Stranahan was born into wealth (his father, R.A. Stranahan founded Champion Spark Plugs) in 1922 in Toledo, Ohio, but he had the work ethic of a man who needed to scrape together a living. He was fanatical about fitness and had the build to show it. We’ll get to his golf career in a second, but to know how fit this guy was consider this: He was ranked No. 1 in his weight class in powerlifting from 1945 to 1954 (leading to his on-course nickname “Toledo Strongman”) and after he retired from golf in the early 1960s he competed in 102 marathons.
His father’s wealth enabled him to concentrate on golf, and he learned the game from Byron Nelson at Inverness Club. He played for the University of Miami and then compiled one of the most impressive amateur records since Bobby Jones.
He emerged on the national spotlight in 1941, winning the Trans-Mississippi Amateur. He went on to win a number of major amateur titles, including three North & South Amateurs; four Western Amateurs and two British Amateurs. He made all three Walker Cup team between 1947 and ’51. In 1948, he won three national amateur titles – the Mexican, Canadian and British.

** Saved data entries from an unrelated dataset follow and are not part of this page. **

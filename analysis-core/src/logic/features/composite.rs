//! Composite builder - horizontal concatenation of several builders

use chrono::NaiveDateTime;
use ndarray::{concatenate, Axis};

use crate::logic::error::{AnalysisError, Result};
use super::builder::{FeatureBuilder, FeatureMatrix};

/// Concatenates the outputs of its inner builders column-wise, in order.
///
/// Values and timestamps are forwarded unchanged to every inner builder.
#[derive(Debug)]
pub struct Composite {
    builders: Vec<Box<dyn FeatureBuilder>>,
    dimensions: usize,
}

impl Composite {
    /// Fails with `EmptyComposite` when `builders` is empty
    pub fn new(builders: Vec<Box<dyn FeatureBuilder>>) -> Result<Self> {
        if builders.is_empty() {
            return Err(AnalysisError::EmptyComposite);
        }
        let dimensions = builders.iter().map(|b| b.dimensions()).sum();
        Ok(Self { builders, dimensions })
    }

    pub fn builders(&self) -> &[Box<dyn FeatureBuilder>] {
        &self.builders
    }

    /// Column names, one per output column
    pub fn column_names(&self) -> Vec<String> {
        self.builders
            .iter()
            .flat_map(|b| {
                let d = b.dimensions();
                (0..d).map(move |i| {
                    if d == 1 {
                        b.name().to_string()
                    } else {
                        format!("{}[{}]", b.name(), i)
                    }
                })
            })
            .collect()
    }
}

impl FeatureBuilder for Composite {
    fn name(&self) -> &str {
        "composite"
    }

    fn dimensions(&self) -> usize {
        self.dimensions
    }

    fn compute(&self, values: &[f64], timestamps: Option<&[NaiveDateTime]>) -> Result<FeatureMatrix> {
        let parts = self
            .builders
            .iter()
            .map(|b| b.build(values, timestamps))
            .collect::<Result<Vec<_>>>()?;

        let views: Vec<_> = parts.iter().map(|m| m.view()).collect();
        concatenate(Axis(1), &views).map_err(|_| AnalysisError::InvalidFeatureShape {
            builder: self.name().to_string(),
            expected_rows: values.len(),
            expected_cols: self.dimensions,
            rows: parts.iter().map(|m| m.nrows()).max().unwrap_or(0),
            cols: parts.iter().map(|m| m.ncols()).sum(),
        })
    }
}

#[cfg(test)]
mod tests {
    use super::*;
    use chrono::NaiveDate;
    use parking_lot::Mutex;

    use crate::logic::features::builder::column;
    use crate::logic::features::{Diff, RawWorkTime};

    /// Records the timestamps it receives
    #[derive(Debug, Default)]
    struct Probe {
        seen: Mutex<Vec<Option<Vec<NaiveDateTime>>>>,
    }

    impl FeatureBuilder for Probe {
        fn name(&self) -> &str {
            "probe"
        }

        fn dimensions(&self) -> usize {
            1
        }

        fn compute(&self, values: &[f64], timestamps: Option<&[NaiveDateTime]>) -> Result<FeatureMatrix> {
            self.seen.lock().push(timestamps.map(|t| t.to_vec()));
            Ok(column(values.to_vec()))
        }
    }

    #[test]
    fn test_hstack_two_builders() {
        let composite = Composite::new(vec![Box::new(RawWorkTime), Box::new(RawWorkTime)]).unwrap();
        let m = composite.build(&[10.0, 20.0, 30.0], None).unwrap();
        assert_eq!(m.dim(), (3, 2));
        assert_eq!(m.column(0).to_vec(), vec![10.0, 20.0, 30.0]);
        assert_eq!(m.column(1).to_vec(), vec![10.0, 20.0, 30.0]);
    }

    #[test]
    fn test_column_order_follows_builder_order() {
        let composite = Composite::new(vec![Box::new(Diff), Box::new(RawWorkTime)]).unwrap();
        let m = composite.build(&[10.0, 20.0, 35.0], None).unwrap();
        assert_eq!(m.column(0).to_vec(), vec![0.0, 10.0, 15.0]);
        assert_eq!(m.column(1).to_vec(), vec![10.0, 20.0, 35.0]);
        assert_eq!(composite.column_names(), vec!["diff", "raw_work_time"]);
    }

    #[test]
    fn test_empty_builders_rejected() {
        assert!(matches!(Composite::new(Vec::new()), Err(AnalysisError::EmptyComposite)));
    }

    #[test]
    fn test_empty_input_shape() {
        let composite = Composite::new(vec![Box::new(RawWorkTime), Box::new(Diff)]).unwrap();
        assert_eq!(composite.build(&[], None).unwrap().dim(), (0, 2));
    }

    #[test]
    fn test_single_builder() {
        let composite = Composite::new(vec![Box::new(RawWorkTime)]).unwrap();
        assert_eq!(composite.build(&[10.0, 20.0], None).unwrap().dim(), (2, 1));
    }

    #[test]
    fn test_timestamps_forwarded_to_inner_builders() {
        let ts = vec![
            NaiveDate::from_ymd_opt(2025, 1, 1).unwrap().and_hms_opt(0, 0, 0).unwrap(),
            NaiveDate::from_ymd_opt(2025, 2, 1).unwrap().and_hms_opt(0, 0, 0).unwrap(),
        ];
        let probe = std::sync::Arc::new(Probe::default());

        #[derive(Debug)]
        struct Shared(std::sync::Arc<Probe>);

        impl FeatureBuilder for Shared {
            fn name(&self) -> &str {
                self.0.name()
            }

            fn dimensions(&self) -> usize {
                self.0.dimensions()
            }

            fn compute(&self, values: &[f64], timestamps: Option<&[NaiveDateTime]>) -> Result<FeatureMatrix> {
                self.0.compute(values, timestamps)
            }
        }

        let composite = Composite::new(vec![Box::new(Shared(probe.clone()))]).unwrap();
        composite.build(&[10.0, 20.0], Some(&ts)).unwrap();

        let seen = probe.seen.lock();
        assert_eq!(seen.len(), 1);
        assert_eq!(seen[0].as_deref(), Some(ts.as_slice()));
    }
}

Perhaps the only hole in his stellar career was that he never won the U.S. Amateur, although he narrowly missed in 1950, losing in the championship match to Sam Urzetta on the 39th hole. He had even more impressive near-misses as an amateur playing on the professional circuit. In 1947 he finished tied for second at The Masters and solo second at the Open Championship. That year he also finished 13th at the U.S. Open.

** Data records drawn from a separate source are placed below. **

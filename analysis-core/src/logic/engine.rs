//! Analysis Engine - trend + baseline anomaly orchestration
//!
//! `run(node)` per leaf:
//! 1. records (none -> no-op)
//! 2. sort, trend, save trend
//! 3. model definition (none -> trend only)
//! 4. baseline window minus exclusions (empty -> trend only)
//! 5-7. features, score, save one result per record
//!
//! Stores are injected; the engine holds no global state.

use std::sync::Arc;
use chrono::NaiveDateTime;

use crate::constants::WARNING_THRESHOLD;
use crate::logic::baseline::select_baseline;
use crate::logic::error::Result;
use crate::logic::features::{create_feature_builder, FeatureBuilder, RawWorkTime};
use crate::logic::model::{train_and_score, AnomalyParams};
use crate::logic::records::{sort_by_time, NodeId};
use crate::logic::store::{AnomalyResult, DataStore, ResultStore, TrendResult};
use crate::logic::taxonomy::collect_leaves;
use crate::logic::trend::compute_trend;

// ============================================================================
// CONFIG
// ============================================================================

#[derive(Debug, Clone, Copy, PartialEq)]
pub struct EngineConfig {
    /// Trend slope above which `is_warning` is set
    pub warning_threshold: f64,
    /// Base ensemble parameters; a definition's own params are merged over these
    pub default_anomaly_params: AnomalyParams,
}

impl Default for EngineConfig {
    fn default() -> Self {
        Self {
            warning_threshold: WARNING_THRESHOLD,
            default_anomaly_params: AnomalyParams::default(),
        }
    }
}

// ============================================================================
// RUN REPORT
// ============================================================================

/// Where a run stopped
#[derive(Debug, Clone, Copy, PartialEq, Eq)]
pub enum RunStage {
    NoRecords,
    NoModelDefinition,
    EmptyBaseline,
    Scored,
}

/// What a single `run` wrote
#[derive(Debug, Clone, PartialEq)]
pub struct RunReport {
    pub category_id: NodeId,
    pub records: usize,
    pub trend: Option<TrendResult>,
    pub anomalies_written: usize,
    pub stage: RunStage,
}

impl RunReport {
    fn stopped(category_id: NodeId, records: usize, trend: Option<TrendResult>, stage: RunStage) -> Self {
        Self { category_id, records, trend, anomalies_written: 0, stage }
    }
}

// ============================================================================
// ENGINE
// ============================================================================

pub struct AnalysisEngine {
    data_store: Arc<dyn DataStore>,
    result_store: Arc<dyn ResultStore>,
    config: EngineConfig,
    /// Used when a definition carries no feature config
    default_builder: Box<dyn FeatureBuilder>,
}

impl AnalysisEngine {
    pub fn new(data_store: Arc<dyn DataStore>, result_store: Arc<dyn ResultStore>, config: EngineConfig) -> Self {
        Self {
            data_store,
            result_store,
            config,
            default_builder: Box::new(RawWorkTime),
        }
    }

    /// Replace the fallback builder (raw work time by default)
    pub fn with_default_builder(mut self, builder: Box<dyn FeatureBuilder>) -> Self {
        self.default_builder = builder;
        self
    }

    pub fn config(&self) -> &EngineConfig {
        &self.config
    }

    /// Analyse one node. Expected absences end the run early without error.
    pub fn run(&self, category_id: NodeId) -> Result<RunReport> {
        let mut records = self.data_store.get_records(category_id, None, None)?;
        if records.is_empty() {
            log::debug!("Category {}: no records, skipping", category_id);
            return Ok(RunReport::stopped(category_id, 0, None, RunStage::NoRecords));
        }

        sort_by_time(&mut records);
        let values: Vec<f64> = records.iter().map(|r| r.work_time).collect();

        let fit = compute_trend(&values, self.config.warning_threshold);
        let trend = TrendResult {
            category_id,
            slope: fit.slope,
            intercept: fit.intercept,
            is_warning: fit.is_warning,
        };
        self.result_store.save_trend_result(&trend)?;

        let Some(definition) = self.result_store.get_model_definition(category_id)? else {
            log::debug!("Category {}: no model definition, trend only", category_id);
            return Ok(RunReport::stopped(category_id, records.len(), Some(trend), RunStage::NoModelDefinition));
        };

        let baseline = select_baseline(&records, &definition);
        if baseline.is_empty() {
            log::debug!(
                "Category {}: baseline {} .. {} is empty after {} exclusions, skipping scores",
                category_id,
                definition.baseline_start,
                definition.baseline_end,
                definition.excluded_points.len()
            );
            return Ok(RunReport::stopped(category_id, records.len(), Some(trend), RunStage::EmptyBaseline));
        }

        let configured;
        let builder: &dyn FeatureBuilder = match &definition.feature_config {
            Some(config) => {
                configured = create_feature_builder(config)?;
                configured.as_ref()
            }
            None => self.default_builder.as_ref(),
        };

        let baseline_values: Vec<f64> = baseline.iter().map(|m| m.work_time).collect();
        let baseline_ts: Vec<NaiveDateTime> = baseline.iter().map(|m| m.recorded_at).collect();
        let all_ts: Vec<NaiveDateTime> = records.iter().map(|m| m.recorded_at).collect();

        let baseline_features = builder.build(&baseline_values, Some(&baseline_ts))?;
        let all_features = builder.build(&values, Some(&all_ts))?;

        let params = definition
            .anomaly_params
            .unwrap_or_default()
            .merged_over(&self.config.default_anomaly_params);
        let scores = train_and_score(baseline_features.view(), all_features.view(), Some(&params))?;

        let results: Vec<AnomalyResult> = records
            .iter()
            .zip(scores)
            .map(|(m, anomaly_score)| AnomalyResult {
                category_id,
                recorded_at: m.recorded_at,
                anomaly_score,
            })
            .collect();
        self.result_store.save_anomaly_results(&results)?;

        log::info!(
            "Category {}: {} records, slope {:.4}{}, {} scores ({} baseline, {} features)",
            category_id,
            records.len(),
            trend.slope,
            if trend.is_warning { " [warning]" } else { "" },
            results.len(),
            baseline.len(),
            builder.dimensions()
        );

        Ok(RunReport {
            category_id,
            records: records.len(),
            trend: Some(trend),
            anomalies_written: results.len(),
            stage: RunStage::Scored,
        })
    }

    /// Run every taxonomy leaf; returns the number of leaves processed
    pub fn run_all(&self) -> Result<usize> {
        let tree = self.data_store.get_taxonomy_tree(None)?;
        let leaves = collect_leaves(&tree);

        for leaf in &leaves {
            self.run(leaf.id)?;
        }

        log::info!("Analysis completed for {} leaf categories", leaves.len());
        Ok(leaves.len())
    }
}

Financially able to remain an amateur, he won more than 70 tournaments, including six consecutive All-American Amateurs from 1948 to ’53. His most impressive feat may have been winning six PGA Tour titles as an amateur. He turned pro late in his career and won only twice, the 1955 Eastern Open at Mount Pleasant Golf Course in Baltimore, and the 1958 Los Angeles Open.
Athletics was never Stranahan’s problem. But his personality became one for him. The year after he finished second at The Masters he was suspended from the tournament for breaking the Augusta rule of playing more than one ball during a practice round. He also ran afoul of Clifford Roberts for verbally abusing a club employee.
Stranahan also endured tragedy in his personal life, losing his wife, Ann, to cancer at the age of 45, and his oldest son, Frank Jr., to cancer at 11. His second-oldest son, Jimmy, died of a drug overdose at 19. His father also died of cancer.
But Stranahan’s commitment to physical fitness led to a long life. He died last year at the age of 90.